- [Task requirements]
All lines below containing "return" are to be listed.

- [Records for this exercise]
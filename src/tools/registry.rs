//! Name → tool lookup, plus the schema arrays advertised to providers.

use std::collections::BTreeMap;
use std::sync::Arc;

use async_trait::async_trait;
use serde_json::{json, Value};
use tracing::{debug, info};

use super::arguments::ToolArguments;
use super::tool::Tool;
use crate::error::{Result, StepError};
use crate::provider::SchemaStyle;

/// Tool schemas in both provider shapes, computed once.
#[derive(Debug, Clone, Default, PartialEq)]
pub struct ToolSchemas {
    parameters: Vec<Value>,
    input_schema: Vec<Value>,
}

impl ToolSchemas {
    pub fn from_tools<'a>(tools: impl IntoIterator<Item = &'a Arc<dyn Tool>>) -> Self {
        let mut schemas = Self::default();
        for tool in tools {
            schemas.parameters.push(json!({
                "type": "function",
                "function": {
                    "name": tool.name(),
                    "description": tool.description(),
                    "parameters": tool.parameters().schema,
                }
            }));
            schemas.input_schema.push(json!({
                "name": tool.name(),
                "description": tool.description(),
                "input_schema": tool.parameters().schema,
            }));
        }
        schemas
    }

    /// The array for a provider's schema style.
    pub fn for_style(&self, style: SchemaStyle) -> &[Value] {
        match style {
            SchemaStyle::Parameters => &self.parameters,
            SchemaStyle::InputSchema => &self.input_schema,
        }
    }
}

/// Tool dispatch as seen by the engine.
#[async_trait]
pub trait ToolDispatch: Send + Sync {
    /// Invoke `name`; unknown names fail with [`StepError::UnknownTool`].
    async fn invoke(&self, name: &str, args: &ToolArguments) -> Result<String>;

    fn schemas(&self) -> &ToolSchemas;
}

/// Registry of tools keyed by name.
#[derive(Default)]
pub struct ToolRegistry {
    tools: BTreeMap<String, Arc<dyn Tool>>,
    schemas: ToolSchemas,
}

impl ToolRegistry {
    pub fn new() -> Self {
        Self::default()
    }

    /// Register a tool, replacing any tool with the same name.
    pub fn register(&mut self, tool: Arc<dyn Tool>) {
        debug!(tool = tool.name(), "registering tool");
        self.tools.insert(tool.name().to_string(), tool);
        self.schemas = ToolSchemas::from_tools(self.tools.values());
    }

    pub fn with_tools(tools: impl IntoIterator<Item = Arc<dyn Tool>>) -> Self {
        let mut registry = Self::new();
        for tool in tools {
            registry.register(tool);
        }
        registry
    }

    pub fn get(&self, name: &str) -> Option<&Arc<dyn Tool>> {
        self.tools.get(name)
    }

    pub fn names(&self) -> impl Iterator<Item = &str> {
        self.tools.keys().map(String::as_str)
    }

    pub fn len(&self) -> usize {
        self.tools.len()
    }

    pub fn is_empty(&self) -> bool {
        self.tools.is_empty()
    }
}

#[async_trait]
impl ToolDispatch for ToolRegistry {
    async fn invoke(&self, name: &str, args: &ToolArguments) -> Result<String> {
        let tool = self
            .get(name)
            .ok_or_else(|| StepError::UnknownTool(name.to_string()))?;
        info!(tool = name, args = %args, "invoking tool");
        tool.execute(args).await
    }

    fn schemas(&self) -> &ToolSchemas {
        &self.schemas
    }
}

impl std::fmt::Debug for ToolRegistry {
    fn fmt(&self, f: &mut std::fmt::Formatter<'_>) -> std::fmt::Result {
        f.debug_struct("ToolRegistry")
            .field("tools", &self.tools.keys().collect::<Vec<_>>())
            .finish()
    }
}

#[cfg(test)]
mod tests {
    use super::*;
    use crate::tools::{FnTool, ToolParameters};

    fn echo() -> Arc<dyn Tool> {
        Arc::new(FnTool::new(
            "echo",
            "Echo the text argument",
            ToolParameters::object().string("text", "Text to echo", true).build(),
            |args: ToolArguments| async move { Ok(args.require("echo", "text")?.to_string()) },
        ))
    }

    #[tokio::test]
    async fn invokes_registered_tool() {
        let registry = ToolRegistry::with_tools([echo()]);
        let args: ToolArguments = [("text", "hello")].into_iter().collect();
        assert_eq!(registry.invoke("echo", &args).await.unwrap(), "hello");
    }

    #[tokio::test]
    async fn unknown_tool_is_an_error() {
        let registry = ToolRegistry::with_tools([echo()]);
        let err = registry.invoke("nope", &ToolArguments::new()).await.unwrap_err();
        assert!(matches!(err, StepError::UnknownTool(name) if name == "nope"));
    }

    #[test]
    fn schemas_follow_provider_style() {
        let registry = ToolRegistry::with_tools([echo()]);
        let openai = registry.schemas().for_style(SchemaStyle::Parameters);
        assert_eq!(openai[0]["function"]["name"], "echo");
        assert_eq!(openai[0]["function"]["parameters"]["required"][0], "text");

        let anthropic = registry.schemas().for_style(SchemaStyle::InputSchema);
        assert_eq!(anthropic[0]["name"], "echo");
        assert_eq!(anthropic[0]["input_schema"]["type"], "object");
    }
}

--

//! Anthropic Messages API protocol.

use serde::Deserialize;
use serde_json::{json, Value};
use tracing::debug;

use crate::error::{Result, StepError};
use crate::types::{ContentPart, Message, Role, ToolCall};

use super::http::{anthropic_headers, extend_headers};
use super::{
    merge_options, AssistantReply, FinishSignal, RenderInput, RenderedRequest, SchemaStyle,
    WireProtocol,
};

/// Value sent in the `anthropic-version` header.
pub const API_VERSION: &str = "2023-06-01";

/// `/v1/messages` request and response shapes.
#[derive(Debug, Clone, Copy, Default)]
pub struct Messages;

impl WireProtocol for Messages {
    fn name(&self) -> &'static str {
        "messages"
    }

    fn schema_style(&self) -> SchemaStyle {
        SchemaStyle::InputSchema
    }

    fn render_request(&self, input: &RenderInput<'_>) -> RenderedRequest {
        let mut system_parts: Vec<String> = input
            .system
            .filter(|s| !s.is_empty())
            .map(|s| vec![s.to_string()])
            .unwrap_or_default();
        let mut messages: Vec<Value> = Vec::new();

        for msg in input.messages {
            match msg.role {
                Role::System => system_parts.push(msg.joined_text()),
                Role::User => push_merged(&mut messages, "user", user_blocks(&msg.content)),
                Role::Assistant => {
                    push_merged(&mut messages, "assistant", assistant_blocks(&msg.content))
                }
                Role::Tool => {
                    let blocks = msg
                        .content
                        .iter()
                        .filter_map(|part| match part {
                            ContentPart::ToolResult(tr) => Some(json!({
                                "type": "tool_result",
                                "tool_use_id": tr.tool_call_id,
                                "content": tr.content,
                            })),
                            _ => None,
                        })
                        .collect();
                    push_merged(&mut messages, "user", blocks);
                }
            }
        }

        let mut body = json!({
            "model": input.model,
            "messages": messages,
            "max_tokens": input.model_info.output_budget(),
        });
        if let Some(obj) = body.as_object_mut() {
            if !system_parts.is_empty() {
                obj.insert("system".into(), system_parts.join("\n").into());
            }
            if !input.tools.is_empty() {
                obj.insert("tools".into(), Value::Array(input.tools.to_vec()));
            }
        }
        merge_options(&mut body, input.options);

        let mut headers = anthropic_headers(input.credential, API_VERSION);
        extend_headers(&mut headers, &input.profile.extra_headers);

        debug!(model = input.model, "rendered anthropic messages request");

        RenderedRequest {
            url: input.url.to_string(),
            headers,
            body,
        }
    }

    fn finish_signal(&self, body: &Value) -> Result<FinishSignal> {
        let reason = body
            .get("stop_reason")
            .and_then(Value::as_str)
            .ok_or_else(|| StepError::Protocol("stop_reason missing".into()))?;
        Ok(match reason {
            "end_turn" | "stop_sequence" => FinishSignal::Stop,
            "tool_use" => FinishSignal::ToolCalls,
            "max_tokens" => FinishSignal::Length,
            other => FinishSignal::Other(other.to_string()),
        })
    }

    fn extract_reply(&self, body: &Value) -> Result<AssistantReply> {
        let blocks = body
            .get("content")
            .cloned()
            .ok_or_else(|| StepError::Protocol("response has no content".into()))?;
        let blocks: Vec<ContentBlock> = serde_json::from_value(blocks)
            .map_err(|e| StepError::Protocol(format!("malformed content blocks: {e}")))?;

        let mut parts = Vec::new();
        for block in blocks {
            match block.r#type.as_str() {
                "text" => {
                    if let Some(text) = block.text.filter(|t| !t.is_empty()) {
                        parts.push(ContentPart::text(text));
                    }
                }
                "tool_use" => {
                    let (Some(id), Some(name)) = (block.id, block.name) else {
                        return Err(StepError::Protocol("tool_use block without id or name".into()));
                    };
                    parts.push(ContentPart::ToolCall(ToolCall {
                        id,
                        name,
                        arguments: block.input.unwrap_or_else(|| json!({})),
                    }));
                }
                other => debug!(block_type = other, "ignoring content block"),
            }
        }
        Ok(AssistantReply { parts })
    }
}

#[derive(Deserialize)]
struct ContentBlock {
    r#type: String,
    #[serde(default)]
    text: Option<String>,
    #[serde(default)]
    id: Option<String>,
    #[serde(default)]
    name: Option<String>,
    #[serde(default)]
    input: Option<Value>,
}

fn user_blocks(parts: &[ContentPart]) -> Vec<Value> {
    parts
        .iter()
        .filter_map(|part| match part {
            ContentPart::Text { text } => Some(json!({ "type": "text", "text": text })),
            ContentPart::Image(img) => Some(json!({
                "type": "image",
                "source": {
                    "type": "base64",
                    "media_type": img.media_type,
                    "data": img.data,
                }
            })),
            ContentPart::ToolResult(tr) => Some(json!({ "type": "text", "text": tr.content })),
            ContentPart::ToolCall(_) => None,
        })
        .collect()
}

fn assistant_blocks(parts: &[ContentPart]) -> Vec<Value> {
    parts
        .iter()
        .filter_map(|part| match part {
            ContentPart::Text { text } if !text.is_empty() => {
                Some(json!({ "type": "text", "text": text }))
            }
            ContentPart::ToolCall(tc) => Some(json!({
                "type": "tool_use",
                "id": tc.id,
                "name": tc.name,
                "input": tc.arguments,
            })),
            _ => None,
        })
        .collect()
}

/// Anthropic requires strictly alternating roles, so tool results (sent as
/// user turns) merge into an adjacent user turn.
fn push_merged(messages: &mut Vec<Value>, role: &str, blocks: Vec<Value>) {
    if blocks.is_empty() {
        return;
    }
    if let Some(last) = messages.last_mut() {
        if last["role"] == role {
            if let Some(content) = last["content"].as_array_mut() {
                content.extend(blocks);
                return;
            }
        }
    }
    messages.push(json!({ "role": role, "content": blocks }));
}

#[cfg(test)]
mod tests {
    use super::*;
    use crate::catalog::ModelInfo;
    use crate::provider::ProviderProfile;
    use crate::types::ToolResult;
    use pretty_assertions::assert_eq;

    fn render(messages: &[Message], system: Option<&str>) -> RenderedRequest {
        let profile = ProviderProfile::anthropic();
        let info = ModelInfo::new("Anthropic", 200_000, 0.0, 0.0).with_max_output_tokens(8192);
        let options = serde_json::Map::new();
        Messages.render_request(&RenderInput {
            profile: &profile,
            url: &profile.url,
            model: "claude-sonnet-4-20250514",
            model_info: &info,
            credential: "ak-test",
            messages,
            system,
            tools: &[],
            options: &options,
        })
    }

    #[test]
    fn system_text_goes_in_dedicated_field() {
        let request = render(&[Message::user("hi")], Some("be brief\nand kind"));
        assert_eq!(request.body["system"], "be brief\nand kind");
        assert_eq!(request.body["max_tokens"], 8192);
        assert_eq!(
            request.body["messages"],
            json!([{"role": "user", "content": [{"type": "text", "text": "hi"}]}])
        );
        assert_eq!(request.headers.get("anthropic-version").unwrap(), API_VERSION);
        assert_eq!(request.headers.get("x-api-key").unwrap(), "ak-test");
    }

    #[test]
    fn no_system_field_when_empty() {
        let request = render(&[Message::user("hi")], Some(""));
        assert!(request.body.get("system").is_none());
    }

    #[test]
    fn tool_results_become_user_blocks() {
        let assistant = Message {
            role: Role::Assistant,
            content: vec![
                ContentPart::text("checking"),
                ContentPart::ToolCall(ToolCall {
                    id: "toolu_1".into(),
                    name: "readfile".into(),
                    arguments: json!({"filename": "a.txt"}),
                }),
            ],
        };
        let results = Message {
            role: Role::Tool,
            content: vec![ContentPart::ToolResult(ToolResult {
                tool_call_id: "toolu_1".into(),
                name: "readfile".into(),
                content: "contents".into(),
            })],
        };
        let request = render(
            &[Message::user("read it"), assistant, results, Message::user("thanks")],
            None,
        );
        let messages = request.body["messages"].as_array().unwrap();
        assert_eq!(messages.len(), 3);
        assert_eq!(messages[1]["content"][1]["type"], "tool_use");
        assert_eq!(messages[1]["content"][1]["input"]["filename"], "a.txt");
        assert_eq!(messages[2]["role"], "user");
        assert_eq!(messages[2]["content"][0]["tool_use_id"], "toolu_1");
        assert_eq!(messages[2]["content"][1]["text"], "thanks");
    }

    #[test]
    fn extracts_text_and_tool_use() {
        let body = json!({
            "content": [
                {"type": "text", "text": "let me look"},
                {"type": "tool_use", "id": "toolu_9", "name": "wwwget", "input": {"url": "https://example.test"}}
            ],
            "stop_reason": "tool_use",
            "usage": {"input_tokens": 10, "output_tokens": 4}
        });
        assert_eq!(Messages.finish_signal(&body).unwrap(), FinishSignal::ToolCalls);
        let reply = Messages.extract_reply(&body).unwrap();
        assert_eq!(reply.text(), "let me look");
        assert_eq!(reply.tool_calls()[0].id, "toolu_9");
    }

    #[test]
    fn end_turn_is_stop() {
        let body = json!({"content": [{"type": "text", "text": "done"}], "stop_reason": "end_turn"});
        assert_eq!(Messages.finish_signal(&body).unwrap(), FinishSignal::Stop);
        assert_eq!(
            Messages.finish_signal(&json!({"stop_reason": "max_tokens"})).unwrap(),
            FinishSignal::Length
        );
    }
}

- [Response to the exercise]
                        return Err(StepError::Protocol("tool_use block without id or name".into()));
        return;
                return;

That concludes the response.